The problem » Filter the records for lines holding the string "InvalidParam".

Stored data »

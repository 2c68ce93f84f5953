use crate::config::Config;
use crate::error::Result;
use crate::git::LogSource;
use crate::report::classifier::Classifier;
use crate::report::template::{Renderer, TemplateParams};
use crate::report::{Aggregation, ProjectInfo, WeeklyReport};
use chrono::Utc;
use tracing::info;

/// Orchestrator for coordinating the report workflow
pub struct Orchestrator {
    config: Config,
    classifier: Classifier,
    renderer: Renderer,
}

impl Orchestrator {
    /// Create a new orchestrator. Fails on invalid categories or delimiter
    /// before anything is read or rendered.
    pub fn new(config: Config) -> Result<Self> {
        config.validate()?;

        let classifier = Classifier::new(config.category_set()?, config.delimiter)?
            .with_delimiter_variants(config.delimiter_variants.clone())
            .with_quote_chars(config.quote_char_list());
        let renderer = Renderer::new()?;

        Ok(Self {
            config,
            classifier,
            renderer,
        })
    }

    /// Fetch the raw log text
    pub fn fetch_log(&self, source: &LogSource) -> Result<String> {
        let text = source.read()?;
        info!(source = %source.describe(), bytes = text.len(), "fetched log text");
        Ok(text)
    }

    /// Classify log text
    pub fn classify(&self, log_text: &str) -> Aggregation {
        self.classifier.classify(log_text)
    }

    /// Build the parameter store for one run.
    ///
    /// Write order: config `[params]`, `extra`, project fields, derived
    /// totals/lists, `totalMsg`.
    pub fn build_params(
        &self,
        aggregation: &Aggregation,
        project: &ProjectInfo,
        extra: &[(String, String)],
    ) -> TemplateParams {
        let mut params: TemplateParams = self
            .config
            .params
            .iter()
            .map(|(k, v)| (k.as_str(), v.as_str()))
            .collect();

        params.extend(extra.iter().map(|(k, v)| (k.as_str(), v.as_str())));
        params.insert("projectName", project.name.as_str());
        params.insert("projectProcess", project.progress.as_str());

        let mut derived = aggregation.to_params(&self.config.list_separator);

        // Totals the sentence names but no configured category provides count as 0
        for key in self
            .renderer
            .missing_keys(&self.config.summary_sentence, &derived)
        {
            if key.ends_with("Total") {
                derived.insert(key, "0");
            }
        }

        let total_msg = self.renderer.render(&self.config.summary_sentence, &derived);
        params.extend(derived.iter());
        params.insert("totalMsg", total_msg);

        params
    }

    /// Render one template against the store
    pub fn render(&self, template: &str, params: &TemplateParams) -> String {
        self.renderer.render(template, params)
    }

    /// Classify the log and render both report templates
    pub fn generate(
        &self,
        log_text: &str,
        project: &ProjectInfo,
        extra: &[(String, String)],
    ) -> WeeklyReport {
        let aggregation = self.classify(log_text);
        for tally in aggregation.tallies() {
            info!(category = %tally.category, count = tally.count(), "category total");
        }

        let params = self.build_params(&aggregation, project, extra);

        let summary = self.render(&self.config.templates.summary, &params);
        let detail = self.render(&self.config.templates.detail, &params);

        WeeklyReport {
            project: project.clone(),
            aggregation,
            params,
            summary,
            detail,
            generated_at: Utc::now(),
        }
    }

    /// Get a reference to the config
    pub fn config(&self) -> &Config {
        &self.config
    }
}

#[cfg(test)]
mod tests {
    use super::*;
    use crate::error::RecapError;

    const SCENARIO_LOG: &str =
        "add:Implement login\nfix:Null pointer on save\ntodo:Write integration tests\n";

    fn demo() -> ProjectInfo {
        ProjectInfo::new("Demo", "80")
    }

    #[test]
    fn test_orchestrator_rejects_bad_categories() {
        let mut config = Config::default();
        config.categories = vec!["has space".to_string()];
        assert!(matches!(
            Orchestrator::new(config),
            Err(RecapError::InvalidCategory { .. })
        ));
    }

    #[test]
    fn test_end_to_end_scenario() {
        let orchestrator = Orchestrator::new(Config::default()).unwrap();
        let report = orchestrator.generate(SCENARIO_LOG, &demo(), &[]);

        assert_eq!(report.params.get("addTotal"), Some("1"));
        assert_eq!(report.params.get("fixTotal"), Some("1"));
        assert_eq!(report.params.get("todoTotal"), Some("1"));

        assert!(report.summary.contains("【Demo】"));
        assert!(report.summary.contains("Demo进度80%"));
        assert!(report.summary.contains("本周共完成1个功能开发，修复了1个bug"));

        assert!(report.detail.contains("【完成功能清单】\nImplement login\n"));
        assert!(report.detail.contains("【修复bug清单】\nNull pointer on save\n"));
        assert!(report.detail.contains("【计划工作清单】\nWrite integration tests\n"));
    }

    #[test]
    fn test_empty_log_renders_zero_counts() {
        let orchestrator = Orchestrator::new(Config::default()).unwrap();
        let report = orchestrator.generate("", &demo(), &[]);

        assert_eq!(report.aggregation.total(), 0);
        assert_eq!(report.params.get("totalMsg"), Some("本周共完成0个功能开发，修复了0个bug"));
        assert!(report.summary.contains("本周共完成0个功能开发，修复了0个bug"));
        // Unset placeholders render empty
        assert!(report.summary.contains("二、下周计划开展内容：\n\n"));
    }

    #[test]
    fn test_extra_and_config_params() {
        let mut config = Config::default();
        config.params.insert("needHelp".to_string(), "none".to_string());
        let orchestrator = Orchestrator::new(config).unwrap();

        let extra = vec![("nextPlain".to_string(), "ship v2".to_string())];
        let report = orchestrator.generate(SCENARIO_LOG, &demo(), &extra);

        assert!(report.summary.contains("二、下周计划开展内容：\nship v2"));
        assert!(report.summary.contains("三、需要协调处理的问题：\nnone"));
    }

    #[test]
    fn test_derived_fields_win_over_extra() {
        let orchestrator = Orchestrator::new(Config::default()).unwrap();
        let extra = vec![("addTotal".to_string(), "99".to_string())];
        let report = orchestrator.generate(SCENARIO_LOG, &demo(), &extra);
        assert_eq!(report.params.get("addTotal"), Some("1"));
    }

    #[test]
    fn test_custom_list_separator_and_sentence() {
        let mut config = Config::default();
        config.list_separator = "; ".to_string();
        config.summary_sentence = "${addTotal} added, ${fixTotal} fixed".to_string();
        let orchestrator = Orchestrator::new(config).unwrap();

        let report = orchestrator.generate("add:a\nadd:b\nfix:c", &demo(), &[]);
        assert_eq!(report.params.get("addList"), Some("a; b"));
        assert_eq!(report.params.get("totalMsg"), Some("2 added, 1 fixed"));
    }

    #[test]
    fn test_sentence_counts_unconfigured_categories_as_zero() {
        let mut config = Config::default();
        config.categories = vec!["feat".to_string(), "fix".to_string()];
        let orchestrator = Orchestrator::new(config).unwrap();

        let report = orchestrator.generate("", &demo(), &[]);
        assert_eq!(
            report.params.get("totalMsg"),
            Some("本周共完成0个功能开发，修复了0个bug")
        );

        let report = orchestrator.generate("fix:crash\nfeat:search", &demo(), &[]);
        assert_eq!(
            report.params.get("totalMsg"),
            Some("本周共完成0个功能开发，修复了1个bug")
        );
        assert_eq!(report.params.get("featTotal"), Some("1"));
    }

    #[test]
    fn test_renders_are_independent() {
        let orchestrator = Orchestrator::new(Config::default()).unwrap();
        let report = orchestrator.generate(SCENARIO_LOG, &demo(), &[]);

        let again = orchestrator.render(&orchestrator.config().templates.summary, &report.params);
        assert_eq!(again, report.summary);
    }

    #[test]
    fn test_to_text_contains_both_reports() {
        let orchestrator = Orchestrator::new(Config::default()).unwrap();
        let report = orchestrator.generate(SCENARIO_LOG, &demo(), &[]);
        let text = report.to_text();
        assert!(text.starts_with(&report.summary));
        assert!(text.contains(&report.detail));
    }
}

---

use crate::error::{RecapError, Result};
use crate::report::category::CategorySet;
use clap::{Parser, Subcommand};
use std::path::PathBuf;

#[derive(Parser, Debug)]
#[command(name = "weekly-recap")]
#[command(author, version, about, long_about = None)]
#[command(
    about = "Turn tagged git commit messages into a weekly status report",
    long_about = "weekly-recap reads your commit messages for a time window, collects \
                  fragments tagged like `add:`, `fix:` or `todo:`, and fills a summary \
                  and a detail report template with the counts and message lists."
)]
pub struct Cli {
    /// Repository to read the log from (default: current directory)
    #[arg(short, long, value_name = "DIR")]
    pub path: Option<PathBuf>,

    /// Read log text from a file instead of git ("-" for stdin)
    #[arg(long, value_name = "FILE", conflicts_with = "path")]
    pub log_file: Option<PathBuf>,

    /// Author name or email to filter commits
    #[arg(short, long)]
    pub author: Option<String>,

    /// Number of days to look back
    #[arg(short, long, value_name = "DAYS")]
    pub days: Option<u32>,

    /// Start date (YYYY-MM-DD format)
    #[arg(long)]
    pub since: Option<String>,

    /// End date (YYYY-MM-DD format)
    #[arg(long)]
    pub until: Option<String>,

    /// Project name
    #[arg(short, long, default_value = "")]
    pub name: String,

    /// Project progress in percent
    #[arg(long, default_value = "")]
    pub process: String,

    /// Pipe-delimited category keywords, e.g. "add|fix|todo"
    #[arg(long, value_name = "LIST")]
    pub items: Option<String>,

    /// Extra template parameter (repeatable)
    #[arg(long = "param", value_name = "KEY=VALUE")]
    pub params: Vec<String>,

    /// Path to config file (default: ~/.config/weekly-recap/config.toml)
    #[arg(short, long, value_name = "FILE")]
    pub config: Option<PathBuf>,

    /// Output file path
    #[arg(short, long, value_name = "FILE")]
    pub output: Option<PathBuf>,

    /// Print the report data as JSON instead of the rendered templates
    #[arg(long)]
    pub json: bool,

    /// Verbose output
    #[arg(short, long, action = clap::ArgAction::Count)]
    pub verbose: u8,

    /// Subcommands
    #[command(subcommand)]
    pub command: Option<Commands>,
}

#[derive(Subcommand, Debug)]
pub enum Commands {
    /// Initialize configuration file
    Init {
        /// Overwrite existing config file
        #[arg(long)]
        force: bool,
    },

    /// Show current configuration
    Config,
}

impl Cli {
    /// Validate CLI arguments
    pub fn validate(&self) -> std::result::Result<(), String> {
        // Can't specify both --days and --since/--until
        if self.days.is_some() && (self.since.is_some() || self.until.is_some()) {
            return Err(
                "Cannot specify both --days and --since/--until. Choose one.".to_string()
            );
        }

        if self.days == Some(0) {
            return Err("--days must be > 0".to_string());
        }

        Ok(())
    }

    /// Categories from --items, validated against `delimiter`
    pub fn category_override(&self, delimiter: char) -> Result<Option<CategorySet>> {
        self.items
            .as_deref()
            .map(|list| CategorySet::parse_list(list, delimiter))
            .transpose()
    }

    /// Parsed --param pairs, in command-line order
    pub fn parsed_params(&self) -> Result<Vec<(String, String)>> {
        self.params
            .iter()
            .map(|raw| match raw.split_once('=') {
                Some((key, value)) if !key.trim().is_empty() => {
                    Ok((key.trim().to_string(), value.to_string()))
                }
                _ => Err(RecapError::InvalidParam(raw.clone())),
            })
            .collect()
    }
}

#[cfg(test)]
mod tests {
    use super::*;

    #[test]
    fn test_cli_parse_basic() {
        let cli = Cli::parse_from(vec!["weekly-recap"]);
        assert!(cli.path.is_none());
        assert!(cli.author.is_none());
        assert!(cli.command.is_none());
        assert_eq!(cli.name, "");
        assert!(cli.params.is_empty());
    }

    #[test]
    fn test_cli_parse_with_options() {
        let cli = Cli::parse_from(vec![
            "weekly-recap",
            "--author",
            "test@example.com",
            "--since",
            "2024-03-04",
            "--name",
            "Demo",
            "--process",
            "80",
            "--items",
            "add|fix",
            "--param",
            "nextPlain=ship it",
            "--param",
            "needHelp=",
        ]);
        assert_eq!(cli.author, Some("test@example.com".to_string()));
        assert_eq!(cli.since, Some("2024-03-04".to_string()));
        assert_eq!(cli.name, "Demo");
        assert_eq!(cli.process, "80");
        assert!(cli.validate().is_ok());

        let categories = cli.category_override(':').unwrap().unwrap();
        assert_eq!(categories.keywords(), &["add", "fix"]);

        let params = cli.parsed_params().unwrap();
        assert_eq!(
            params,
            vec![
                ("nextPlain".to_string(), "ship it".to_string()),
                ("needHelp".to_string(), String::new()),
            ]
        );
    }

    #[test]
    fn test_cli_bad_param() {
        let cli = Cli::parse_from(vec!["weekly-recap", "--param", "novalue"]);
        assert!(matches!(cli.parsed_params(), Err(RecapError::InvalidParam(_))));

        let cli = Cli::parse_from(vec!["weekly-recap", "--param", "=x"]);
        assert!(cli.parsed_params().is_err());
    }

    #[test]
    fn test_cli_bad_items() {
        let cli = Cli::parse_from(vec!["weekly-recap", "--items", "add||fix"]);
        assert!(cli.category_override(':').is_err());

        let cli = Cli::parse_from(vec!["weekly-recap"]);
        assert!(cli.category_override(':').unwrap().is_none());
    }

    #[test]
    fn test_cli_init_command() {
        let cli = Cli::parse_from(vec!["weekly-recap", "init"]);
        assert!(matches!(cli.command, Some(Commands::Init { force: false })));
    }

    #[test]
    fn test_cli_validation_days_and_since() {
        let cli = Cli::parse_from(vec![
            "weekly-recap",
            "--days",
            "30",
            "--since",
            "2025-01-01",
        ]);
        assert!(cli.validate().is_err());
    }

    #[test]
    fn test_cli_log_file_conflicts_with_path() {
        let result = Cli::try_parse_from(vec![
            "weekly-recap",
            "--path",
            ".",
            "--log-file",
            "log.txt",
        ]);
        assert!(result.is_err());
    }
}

Solution to this exercise »
                _ => Err(RecapError::InvalidParam(raw.clone())),
        assert!(matches!(cli.parsed_params(), Err(RecapError::InvalidParam(_))));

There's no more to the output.